═══ Data provided
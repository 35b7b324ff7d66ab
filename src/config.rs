//! Engine configuration threaded through snap, intersect and chop.

use crate::defaults;
use crate::types::{NumericError, non_negative};

/// Tunable engine settings.
///
/// `Config::default()` reproduces the calibrated legacy behavior. The
/// `with_*` setters are unchecked; use the `try_*` variants for values that
/// come from the user.
#[derive(Debug, Clone, Copy, PartialEq)]
pub struct Config {
    /// Keep the snap mode active after a successful query
    pub hold: bool,
    /// Pick distance for `Document::find_near`
    pub pick_tolerance: f64,
    /// Shortest arc a chop may emit
    pub min_chop_arc_length: f64,
    /// Segment parameter slack for intersection tests
    pub segment_tolerance: f64,
    /// Normal/anchor alignment tolerance for ellipse normals
    pub alignment_tolerance: f64,
}

impl Default for Config {
    fn default() -> Self {
        Self {
            hold: false,
            pick_tolerance: defaults::PICK_TOLERANCE,
            min_chop_arc_length: defaults::MIN_CHOP_ARC_LENGTH,
            segment_tolerance: defaults::SEGMENT_PARAM_TOLERANCE,
            alignment_tolerance: defaults::ALIGNMENT_TOLERANCE,
        }
    }
}

impl Config {
    pub fn new() -> Self {
        Self::default()
    }

    pub fn with_hold(mut self, hold: bool) -> Self {
        self.hold = hold;
        self
    }

    pub fn with_pick_tolerance(mut self, tol: f64) -> Self {
        self.pick_tolerance = tol;
        self
    }

    pub fn try_pick_tolerance(self, tol: f64) -> Result<Self, NumericError> {
        Ok(self.with_pick_tolerance(non_negative(tol)?))
    }

    pub fn with_min_chop_arc_length(mut self, len: f64) -> Self {
        self.min_chop_arc_length = len;
        self
    }

    pub fn try_min_chop_arc_length(self, len: f64) -> Result<Self, NumericError> {
        Ok(self.with_min_chop_arc_length(non_negative(len)?))
    }
}

#[cfg(test)]
mod tests {
    use super::*;

    #[test]
    fn default_matches_calibrated_constants() {
        let cfg = Config::default();
        assert!(!cfg.hold);
        assert_eq!(cfg.pick_tolerance, defaults::PICK_TOLERANCE);
        assert_eq!(cfg.min_chop_arc_length, defaults::MIN_CHOP_ARC_LENGTH);
    }

    #[test]
    fn try_setters_validate() {
        assert_eq!(
            Config::new().try_pick_tolerance(-1.0),
            Err(NumericError::Negative)
        );
        assert_eq!(
            Config::new().try_min_chop_arc_length(f64::NAN),
            Err(NumericError::NaN)
        );
        let cfg = Config::new().try_pick_tolerance(3.0).unwrap().with_hold(true);
        assert_eq!(cfg.pick_tolerance, 3.0);
        assert!(cfg.hold);
    }
}
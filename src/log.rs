//! Logging shims for the engine.
//!
//! With the `tracing` feature on, `debug!` and `warn!` are the `tracing`
//! macros. Without it they swallow their arguments, so the snap, intersect
//! and chop paths can log unconditionally. Neither leaks into the public
//! macro namespace.

#[cfg(feature = "tracing")]
pub(crate) use tracing::{debug, warn};

// `warn` alone would clash with the built-in lint attribute of that name
#[cfg(not(feature = "tracing"))]
macro_rules! log_debug {
    ($($arg:tt)*) => {};
}

#[cfg(not(feature = "tracing"))]
macro_rules! log_warn {
    ($($arg:tt)*) => {};
}

#[cfg(not(feature = "tracing"))]
pub(crate) use log_debug as debug;
#[cfg(not(feature = "tracing"))]
pub(crate) use log_warn as warn;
══════
▶ _Problem to work on_
From the first line through the last, repeat the entries exactly.

▶ _Output for this exercise_
repository 35b7b324ff7d66ab
filename src/config.rs
//! Engine configuration threaded through snap, intersect and chop.

use crate::defaults;
use crate::types::{NumericError, non_negative};

/// Tunable engine settings.
///
/// `Config::default()` reproduces the calibrated legacy behavior. The
/// `with_*` setters are unchecked; use the `try_*` variants for values that
/// come from the user.
#[derive(Debug, Clone, Copy, PartialEq)]
pub struct Config {
    /// Keep the snap mode active after a successful query
    pub hold: bool,
    /// Pick distance for `Document::find_near`
    pub pick_tolerance: f64,
    /// Shortest arc a chop may emit
    pub min_chop_arc_length: f64,
    /// Segment parameter slack for intersection tests
    pub segment_tolerance: f64,
    /// Normal/anchor alignment tolerance for ellipse normals
    pub alignment_tolerance: f64,
}

impl Default for Config {
    fn default() -> Self {
        Self {
            hold: false,
            pick_tolerance: defaults::PICK_TOLERANCE,
            min_chop_arc_length: defaults::MIN_CHOP_ARC_LENGTH,
            segment_tolerance: defaults::SEGMENT_PARAM_TOLERANCE,
            alignment_tolerance: defaults::ALIGNMENT_TOLERANCE,
        }
    }
}

impl Config {
    pub fn new() -> Self {
        Self::default()
    }

    pub fn with_hold(mut self, hold: bool) -> Self {
        self.hold = hold;
        self
    }

    pub fn with_pick_tolerance(mut self, tol: f64) -> Self {
        self.pick_tolerance = tol;
        self
    }

    pub fn try_pick_tolerance(self, tol: f64) -> Result<Self, NumericError> {
        Ok(self.with_pick_tolerance(non_negative(tol)?))
    }

    pub fn with_min_chop_arc_length(mut self, len: f64) -> Self {
        self.min_chop_arc_length = len;
        self
    }

    pub fn try_min_chop_arc_length(self, len: f64) -> Result<Self, NumericError> {
        Ok(self.with_min_chop_arc_length(non_negative(len)?))
    }
}

#[cfg(test)]
mod tests {
    use super::*;

    #[test]
    fn default_matches_calibrated_constants() {
        let cfg = Config::default();
        assert!(!cfg.hold);
        assert_eq!(cfg.pick_tolerance, defaults::PICK_TOLERANCE);
        assert_eq!(cfg.min_chop_arc_length, defaults::MIN_CHOP_ARC_LENGTH);
    }

    #[test]
    fn try_setters_validate() {
        assert_eq!(
            Config::new().try_pick_tolerance(-1.0),
            Err(NumericError::Negative)
        );
        assert_eq!(
            Config::new().try_min_chop_arc_length(f64::NAN),
            Err(NumericError::NaN)
        );
        let cfg = Config::new().try_pick_tolerance(3.0).unwrap().with_hold(true);
        assert_eq!(cfg.pick_tolerance, 3.0);
        assert!(cfg.hold);
    }
}
filename src/log.rs
//! Logging shims for the engine.
//!
//! With the `tracing` feature on, `debug!` and `warn!` are the `tracing`
//! macros. Without it they swallow their arguments, so the snap, intersect
//! and chop paths can log unconditionally. Neither leaks into the public
//! macro namespace.

#[cfg(feature = "tracing")]
pub(crate) use tracing::{debug, warn};

// `warn` alone would clash with the built-in lint attribute of that name
#[cfg(not(feature = "tracing"))]
macro_rules! log_debug {
    ($($arg:tt)*) => {};
}

#[cfg(not(feature = "tracing"))]
macro_rules! log_warn {
    ($($arg:tt)*) => {};
}

#[cfg(not(feature = "tracing"))]
pub(crate) use log_debug as debug;
#[cfg(not(feature = "tracing"))]
pub(crate) use log_warn as warn;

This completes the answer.